=== Begin Enclosure ===

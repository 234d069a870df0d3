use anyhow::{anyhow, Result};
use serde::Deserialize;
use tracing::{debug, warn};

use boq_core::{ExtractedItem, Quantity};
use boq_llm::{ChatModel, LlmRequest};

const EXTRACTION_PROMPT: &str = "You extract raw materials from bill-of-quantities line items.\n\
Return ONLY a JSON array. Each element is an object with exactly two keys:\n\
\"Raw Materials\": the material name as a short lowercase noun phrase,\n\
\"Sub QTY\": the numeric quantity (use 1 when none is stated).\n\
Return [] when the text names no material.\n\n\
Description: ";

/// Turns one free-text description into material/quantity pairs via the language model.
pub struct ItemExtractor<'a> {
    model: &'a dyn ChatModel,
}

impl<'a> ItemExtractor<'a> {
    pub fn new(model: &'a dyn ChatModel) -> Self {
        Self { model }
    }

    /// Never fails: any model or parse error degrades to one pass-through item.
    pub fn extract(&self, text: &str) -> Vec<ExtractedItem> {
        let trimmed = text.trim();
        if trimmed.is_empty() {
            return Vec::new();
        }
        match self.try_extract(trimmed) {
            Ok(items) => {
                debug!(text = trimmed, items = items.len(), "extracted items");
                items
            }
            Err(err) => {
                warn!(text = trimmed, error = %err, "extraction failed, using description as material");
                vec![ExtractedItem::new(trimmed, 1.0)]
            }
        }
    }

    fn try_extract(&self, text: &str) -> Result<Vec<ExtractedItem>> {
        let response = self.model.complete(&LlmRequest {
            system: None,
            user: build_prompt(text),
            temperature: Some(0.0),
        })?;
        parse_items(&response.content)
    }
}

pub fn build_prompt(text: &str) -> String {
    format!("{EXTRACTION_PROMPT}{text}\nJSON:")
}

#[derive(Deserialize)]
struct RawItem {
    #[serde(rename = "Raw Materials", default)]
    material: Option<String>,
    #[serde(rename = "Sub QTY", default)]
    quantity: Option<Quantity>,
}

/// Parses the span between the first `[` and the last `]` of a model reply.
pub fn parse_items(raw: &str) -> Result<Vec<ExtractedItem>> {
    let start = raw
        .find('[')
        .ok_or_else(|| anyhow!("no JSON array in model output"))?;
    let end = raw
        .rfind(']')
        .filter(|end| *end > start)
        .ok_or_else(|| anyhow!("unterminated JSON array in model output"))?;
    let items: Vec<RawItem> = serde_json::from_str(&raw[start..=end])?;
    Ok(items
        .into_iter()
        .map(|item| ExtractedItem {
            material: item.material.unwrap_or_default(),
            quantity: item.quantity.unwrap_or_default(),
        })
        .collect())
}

=== End Enclosure ===
=== Begin Enclosure ===

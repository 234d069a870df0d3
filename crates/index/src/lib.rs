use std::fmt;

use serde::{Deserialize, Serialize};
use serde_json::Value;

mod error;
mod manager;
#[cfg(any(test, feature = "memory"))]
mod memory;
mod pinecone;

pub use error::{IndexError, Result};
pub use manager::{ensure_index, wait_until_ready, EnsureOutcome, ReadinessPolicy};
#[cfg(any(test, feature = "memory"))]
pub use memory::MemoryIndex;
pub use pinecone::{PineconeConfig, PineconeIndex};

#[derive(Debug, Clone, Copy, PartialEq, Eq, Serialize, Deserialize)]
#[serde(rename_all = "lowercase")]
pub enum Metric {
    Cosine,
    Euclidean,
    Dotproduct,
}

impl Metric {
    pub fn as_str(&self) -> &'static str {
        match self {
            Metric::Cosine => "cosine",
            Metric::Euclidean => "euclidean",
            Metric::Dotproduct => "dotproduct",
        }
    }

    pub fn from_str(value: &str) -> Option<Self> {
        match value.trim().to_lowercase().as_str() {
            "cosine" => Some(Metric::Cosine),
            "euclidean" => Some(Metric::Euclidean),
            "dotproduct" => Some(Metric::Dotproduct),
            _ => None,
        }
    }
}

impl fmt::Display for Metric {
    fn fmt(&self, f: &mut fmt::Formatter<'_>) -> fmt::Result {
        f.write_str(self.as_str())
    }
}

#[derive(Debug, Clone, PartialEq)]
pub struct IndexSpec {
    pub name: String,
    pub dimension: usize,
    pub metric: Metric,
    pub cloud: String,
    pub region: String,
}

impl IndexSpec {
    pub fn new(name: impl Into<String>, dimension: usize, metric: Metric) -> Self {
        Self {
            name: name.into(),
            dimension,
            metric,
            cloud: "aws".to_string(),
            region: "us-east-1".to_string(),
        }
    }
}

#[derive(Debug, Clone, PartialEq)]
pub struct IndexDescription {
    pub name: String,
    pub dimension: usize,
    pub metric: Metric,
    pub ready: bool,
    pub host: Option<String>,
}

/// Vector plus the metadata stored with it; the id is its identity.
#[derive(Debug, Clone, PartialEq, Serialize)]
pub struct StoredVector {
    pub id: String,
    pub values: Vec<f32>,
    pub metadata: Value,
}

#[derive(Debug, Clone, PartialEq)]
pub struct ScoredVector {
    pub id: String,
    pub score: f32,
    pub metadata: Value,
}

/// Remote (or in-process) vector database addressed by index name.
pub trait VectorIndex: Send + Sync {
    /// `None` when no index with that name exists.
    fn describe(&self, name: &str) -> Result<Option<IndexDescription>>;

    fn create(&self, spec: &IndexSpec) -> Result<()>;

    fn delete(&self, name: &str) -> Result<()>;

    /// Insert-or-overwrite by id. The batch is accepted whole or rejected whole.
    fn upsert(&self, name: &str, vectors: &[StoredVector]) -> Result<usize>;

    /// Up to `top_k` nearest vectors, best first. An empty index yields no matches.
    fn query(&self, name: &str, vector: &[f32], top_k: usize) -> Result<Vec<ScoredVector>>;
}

=== End Enclosure ===
=== Begin Enclosure ===

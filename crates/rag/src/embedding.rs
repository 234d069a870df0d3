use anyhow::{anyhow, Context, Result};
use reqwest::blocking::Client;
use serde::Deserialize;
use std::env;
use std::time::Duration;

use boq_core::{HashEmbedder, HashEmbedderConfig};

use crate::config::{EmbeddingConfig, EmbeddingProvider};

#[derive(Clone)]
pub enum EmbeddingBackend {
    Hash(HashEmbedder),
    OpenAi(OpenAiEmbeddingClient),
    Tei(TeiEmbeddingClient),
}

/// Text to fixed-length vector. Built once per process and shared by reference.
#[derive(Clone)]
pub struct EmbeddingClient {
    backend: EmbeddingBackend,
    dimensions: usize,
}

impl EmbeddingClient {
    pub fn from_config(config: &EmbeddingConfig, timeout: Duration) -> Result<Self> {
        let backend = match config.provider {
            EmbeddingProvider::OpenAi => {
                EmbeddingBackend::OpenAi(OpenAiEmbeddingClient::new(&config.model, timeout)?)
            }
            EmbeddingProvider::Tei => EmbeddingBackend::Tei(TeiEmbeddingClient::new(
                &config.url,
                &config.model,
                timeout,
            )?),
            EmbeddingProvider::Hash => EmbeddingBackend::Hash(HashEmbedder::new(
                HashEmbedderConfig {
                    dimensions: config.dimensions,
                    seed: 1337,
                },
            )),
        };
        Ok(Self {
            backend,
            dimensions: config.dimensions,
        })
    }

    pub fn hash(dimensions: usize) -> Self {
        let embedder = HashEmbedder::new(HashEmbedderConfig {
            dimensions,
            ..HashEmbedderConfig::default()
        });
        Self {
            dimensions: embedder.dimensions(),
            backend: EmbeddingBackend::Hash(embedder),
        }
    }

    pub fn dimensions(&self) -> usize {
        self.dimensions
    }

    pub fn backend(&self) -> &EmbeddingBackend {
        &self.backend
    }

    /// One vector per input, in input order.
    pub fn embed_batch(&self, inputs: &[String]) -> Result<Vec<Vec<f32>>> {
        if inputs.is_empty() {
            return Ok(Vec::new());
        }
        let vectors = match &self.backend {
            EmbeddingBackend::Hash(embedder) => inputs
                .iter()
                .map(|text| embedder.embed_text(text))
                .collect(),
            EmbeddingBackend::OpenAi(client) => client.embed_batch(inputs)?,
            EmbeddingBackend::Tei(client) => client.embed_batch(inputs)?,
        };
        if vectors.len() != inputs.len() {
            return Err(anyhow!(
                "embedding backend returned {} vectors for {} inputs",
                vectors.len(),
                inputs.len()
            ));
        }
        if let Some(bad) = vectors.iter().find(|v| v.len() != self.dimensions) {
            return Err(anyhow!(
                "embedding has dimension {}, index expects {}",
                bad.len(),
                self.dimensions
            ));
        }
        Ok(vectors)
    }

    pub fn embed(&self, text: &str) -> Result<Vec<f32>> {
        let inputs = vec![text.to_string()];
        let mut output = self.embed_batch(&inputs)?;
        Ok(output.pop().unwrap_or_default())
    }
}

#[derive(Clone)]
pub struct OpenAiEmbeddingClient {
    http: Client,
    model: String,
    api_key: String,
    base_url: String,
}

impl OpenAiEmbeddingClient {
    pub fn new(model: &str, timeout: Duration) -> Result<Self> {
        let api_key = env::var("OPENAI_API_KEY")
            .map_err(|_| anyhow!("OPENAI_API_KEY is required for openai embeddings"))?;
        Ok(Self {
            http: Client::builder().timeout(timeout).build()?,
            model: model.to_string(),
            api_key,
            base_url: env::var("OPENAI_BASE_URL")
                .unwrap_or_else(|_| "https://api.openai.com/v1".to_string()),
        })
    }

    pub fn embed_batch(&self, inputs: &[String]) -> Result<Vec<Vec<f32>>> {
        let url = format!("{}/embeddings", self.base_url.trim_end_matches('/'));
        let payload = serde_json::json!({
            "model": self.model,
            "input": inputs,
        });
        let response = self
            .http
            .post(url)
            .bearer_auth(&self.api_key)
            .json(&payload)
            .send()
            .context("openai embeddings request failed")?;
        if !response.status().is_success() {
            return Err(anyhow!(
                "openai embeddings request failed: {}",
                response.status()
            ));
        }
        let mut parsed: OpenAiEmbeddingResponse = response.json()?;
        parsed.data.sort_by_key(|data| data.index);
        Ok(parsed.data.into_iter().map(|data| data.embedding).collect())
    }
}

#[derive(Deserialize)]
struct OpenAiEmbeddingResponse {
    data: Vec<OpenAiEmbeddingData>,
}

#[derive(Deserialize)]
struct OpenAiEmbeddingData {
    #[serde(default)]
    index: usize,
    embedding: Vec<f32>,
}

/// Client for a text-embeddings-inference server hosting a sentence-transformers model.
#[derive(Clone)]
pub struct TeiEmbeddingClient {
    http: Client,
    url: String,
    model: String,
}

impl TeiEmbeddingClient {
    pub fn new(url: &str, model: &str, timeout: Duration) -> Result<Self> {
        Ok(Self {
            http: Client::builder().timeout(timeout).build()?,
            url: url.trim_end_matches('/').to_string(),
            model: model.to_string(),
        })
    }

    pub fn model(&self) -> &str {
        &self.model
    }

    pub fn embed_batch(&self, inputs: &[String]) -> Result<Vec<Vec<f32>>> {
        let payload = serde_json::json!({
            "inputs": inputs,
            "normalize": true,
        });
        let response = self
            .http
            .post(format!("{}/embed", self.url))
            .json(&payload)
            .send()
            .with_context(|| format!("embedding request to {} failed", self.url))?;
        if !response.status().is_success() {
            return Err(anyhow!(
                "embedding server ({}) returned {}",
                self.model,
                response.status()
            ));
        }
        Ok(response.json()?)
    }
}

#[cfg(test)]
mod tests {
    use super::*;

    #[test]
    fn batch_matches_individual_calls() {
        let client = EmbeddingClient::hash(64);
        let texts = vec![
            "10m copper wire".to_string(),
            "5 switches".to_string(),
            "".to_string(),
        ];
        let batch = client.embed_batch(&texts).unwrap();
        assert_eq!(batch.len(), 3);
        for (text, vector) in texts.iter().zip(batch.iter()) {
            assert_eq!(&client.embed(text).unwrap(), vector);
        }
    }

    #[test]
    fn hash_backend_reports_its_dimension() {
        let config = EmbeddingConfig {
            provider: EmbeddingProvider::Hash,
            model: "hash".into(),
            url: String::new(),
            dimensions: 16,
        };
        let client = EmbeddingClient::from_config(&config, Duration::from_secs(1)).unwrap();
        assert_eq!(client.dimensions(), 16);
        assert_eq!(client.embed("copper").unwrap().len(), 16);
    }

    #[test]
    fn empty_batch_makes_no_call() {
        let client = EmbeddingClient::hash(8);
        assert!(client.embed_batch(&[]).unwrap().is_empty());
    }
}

=== End Enclosure ===

ASSIGNMENT> Report, with a number and no other words, how many lines of the listing contain "manager".

SOLUTION TO THIS TASK> 2